From Sulfur to Selenium. A New Research Arena in Chemical Biology and Biological Chemistry

Since the finding that selenium is an essential micronutrient for our life as well as the discovery of selenocysteine (Sec) as the twenty-first proteinogenic amino acid that is expressed by using the information encoded in genes, research fields in chemical biology and biological chemistry have been expanding to a new paradigm where selenium plays important roles. A number of selenoenzymes, which utilize a selenium atom as the active center, have already been characterized, and their biological functions have been identified. However, the chemistry underlying behind their molecular mechanisms is still not fully understood. On the other hand, selenium is a unique element in organic chemistry because it has lower redox potentials than sulfur, rendering organoselenium compounds attractive in applications to redox catalysts and advanced materials. Moreover, selenium atoms in organic compounds have high affinity toward various polar functional groups located in the proximity, forming weak nonbonded interactions between Se and heteroatoms of main-group elements, such as N, O, halogens, etc. Taking advantage of these characteristic features, we recently demonstrated that applications of selenium to the fields of chemical biology and biological chemistry are quite promising for studying various biological problems, such as molecular design of new antioxidants and characterization of oxidative folding pathways of disulfide-containing proteins.
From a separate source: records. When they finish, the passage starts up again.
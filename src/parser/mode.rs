//! Parser modes
//!
//! The parser is a character-at-a-time state machine; [`Mode`] names the
//! state that decides what the next character means.

#[derive(Debug, Clone, Copy, PartialEq, Eq)]
pub(crate) enum Mode {
    /// Collecting leading whitespace at the start of a line
    EatingIndentation,
    /// Between terms on a line
    SeekingTerm,
    /// Directly after a finished atom or a close bracket
    ImmediatelyAfterTerm,
    /// Inside an unquoted atom
    BuildingSymbol,
    /// Inside a quoted atom
    BuildingQuotedSymbol,
    /// After a backslash in a quoted atom; pops back once one character is consumed
    TakingEscape,
    /// After an empty quote and a line break, waiting for the block's first line
    MultiLineFirstLine,
    /// At the start of a continuation line of a block string
    MultiLineTakingIndent,
    /// Inside the text of a block string line
    MultiLineTakingText,
}

impl Mode {
    pub fn name(&self) -> &'static str {
        match self {
            Self::EatingIndentation => "eating-indentation",
            Self::SeekingTerm => "seeking-term",
            Self::ImmediatelyAfterTerm => "immediately-after-term",
            Self::BuildingSymbol => "building-symbol",
            Self::BuildingQuotedSymbol => "building-quoted-symbol",
            Self::TakingEscape => "taking-escape",
            Self::MultiLineFirstLine => "multi-line-first-line",
            Self::MultiLineTakingIndent => "multi-line-taking-indent",
            Self::MultiLineTakingText => "multi-line-taking-text",
        }
    }
}
//! Error kinds for parser diagnostics
//!
//! Each kind has a stable code following the convention E{category}{number}:
//! - E01xx: Lexical errors (encoding, escapes)
//! - E02xx: Structural errors (brackets, separators)
//! - E03xx: Indentation errors
//! - E04xx: Configuration errors

use std::fmt;

/// The condition that stopped a parse
#[derive(Debug, Clone, Copy, PartialEq, Eq, Hash)]
pub enum ParseErrorKind {
    // =========================================================================
    // E01xx: Lexical errors
    // =========================================================================
    /// A malformed UTF-8 byte sequence
    InvalidEncoding,
    /// End of input directly after a backslash inside a quoted atom
    UnterminatedEscape,

    // =========================================================================
    // E02xx: Structural errors
    // =========================================================================
    /// A close bracket with no bracket open on the current line
    UnbalancedBracket,
    /// A close bracket at the start of a line, before any term
    NothingToClose,
    /// A term directly followed by another character without whitespace
    MissingSeparator,
    /// Terms nested deeper than the parser's nesting limit
    NestingTooDeep,

    // =========================================================================
    // E03xx: Indentation errors
    // =========================================================================
    /// Leading whitespace that does not extend or retreat to an enclosing scope,
    /// or that breaks a strict coding's indent unit
    InconsistentIndentation,

    // =========================================================================
    // E04xx: Configuration errors
    // =========================================================================
    /// The coding handed to the parser failed validation
    InvalidCoding,
}

impl ParseErrorKind {
    /// Get the string representation of the error code (e.g., "E0201")
    pub fn code(&self) -> &'static str {
        match self {
            Self::InvalidEncoding => "E0101",
            Self::UnterminatedEscape => "E0102",
            Self::UnbalancedBracket => "E0201",
            Self::NothingToClose => "E0202",
            Self::MissingSeparator => "E0203",
            Self::NestingTooDeep => "E0204",
            Self::InconsistentIndentation => "E0301",
            Self::InvalidCoding => "E0401",
        }
    }

    /// Get a short description of the error category
    pub fn category_description(&self) -> &'static str {
        match self {
            Self::InvalidEncoding | Self::UnterminatedEscape => "lexical error",
            Self::UnbalancedBracket
            | Self::NothingToClose
            | Self::MissingSeparator
            | Self::NestingTooDeep => "structural error",
            Self::InconsistentIndentation => "indentation error",
            Self::InvalidCoding => "configuration error",
        }
    }

    /// Get the default message for this kind
    pub fn default_message(&self) -> &'static str {
        match self {
            Self::InvalidEncoding => "not valid unicode",
            Self::UnterminatedEscape => "escape sequence cut off by the end of input",
            Self::UnbalancedBracket => "unbalanced bracket",
            Self::NothingToClose => "nothing to close",
            Self::MissingSeparator => "terms must be separated by whitespace",
            Self::NestingTooDeep => "nesting too deep",
            Self::InconsistentIndentation => "inconsistent indentation",
            Self::InvalidCoding => "invalid coding",
        }
    }
}

impl fmt::Display for ParseErrorKind {
    fn fmt(&self, f: &mut fmt::Formatter<'_>) -> fmt::Result {
        f.write_str(self.code())
    }
}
In this review, the recent developments in these fields are summarized, along with our own achievements, from a view point of a paradigm shift from sulfur to selenium. This review is divided into four major sections. After brief introduction, physical chemistry aspects of organic selenium compounds, including bond dissociation energies, redox potentials, conformational propensities, and weak nonbonded interactions, are explained in the first section. In the second section, chemical and biological syntheses of selenium compounds, such as Sec and selenomethionine derivatives, selenopeptides, selenoproteins, and other water-soluble selenium compounds, are described. In the third and fourth sections, recent applications of the selenium compounds to the research fields of chemical biology and biological chemistry, respectively, are summarized. The future scopes are given in Conclusions.